Dunia Lain

90 2 0
                                    


Cerita ini hasil pemikiran nyata dari penulis. Mohon maaf apabila ada kesaamaan nama, tempat, latar, dan lain-lain.

Selamat membaca dan selamat menikmati. Semoga suka. Terima kasih.


* * *

Bianca Theala Adrovia. Semua orang selalu memanggilku dengan panggilan Bia. Aku sedikit pun tak masalah jika mereka memanggilku dengan panggilan seperti itu. Namun, ada saja orang menyebalkan yang selalu memanggilku Thea. Memang panggilan yang indah, tetapi sedikit membuatku kesal saat semua orang menertawai nama itu, hanya karena nama itu mirip dengan salah satu tokoh di sinetron Ganteng-Ganteng Seringgalau.
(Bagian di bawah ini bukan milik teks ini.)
//! Session administration routes.

use axum::extract::{Path, State};
use axum::http::StatusCode;
use axum::response::Json;
use frames::FullState;
use tracing::info;

use crate::routes::ws::session_error_to_status;
use crate::services::session::SessionInfo;
use crate::state::AppState;

/// `GET /sessions`: live sessions, sorted by id.
pub async fn list_sessions(State(state): State<AppState>) -> Json<Vec<SessionInfo>> {
    Json(state.sessions.list().await)
}

/// `GET /sessions/{id}`: current canonical state of a live session.
/// Does not create the session.
pub async fn get_session(
    State(state): State<AppState>,
    Path(id): Path<String>,
) -> Result<Json<FullState>, StatusCode> {
    let session = state.sessions.get(&id).await.ok_or(StatusCode::NOT_FOUND)?;
    session.full_state().await.map(Json).map_err(|e| session_error_to_status(&e))
}

/// `DELETE /sessions/{id}`: stop the actor and drop its history. Connected
/// clients are disconnected.
pub async fn delete_session(State(state): State<AppState>, Path(id): Path<String>) -> StatusCode {
    match state.sessions.remove(&id).await {
        Ok(()) => {
            info!(session_id = %id, "http: session deleted");
            StatusCode::NO_CONTENT
        }
        Err(e) => session_error_to_status(&e),
    }
}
Suara pedang yang jatuh, menggema ke seluruh ruangan. Membuat pelatihku, juga para penonton diam serentak, saat aku berhasil melempar pedang lawanku yang bernama Guanlin Pramudya. Aku bahkan berani menghunuskan pedang milikku pada wajahnya agar dia bisa mengakui bahwa dirinya kalah dariku.

"Badan gede, tapi gak mampu ngalahin gue. Ayo mengalahlah, Guan! Dan berhenti panggil gue dengan sebutan Thea! Itu bikin gue muak!" ucapku dengan nada angkuh, tetapi Guanlin malah tersenyum menyebalkan. Dengan santainya, Guan malah memegang ujung pedangku hingga membuat mataku melotot saat tangannya berdarah.

"Gue mau ngalah kalau lo mau jadi pacar gue."

"SIALAN!" Aku cepat menghampirinya, lantas menyingkirkan tangannya dari pedangku. Lalu, aku melempar pedangku ke penjuru ruangan, sampai terdengar bunyi nyaring yang begitu melengking.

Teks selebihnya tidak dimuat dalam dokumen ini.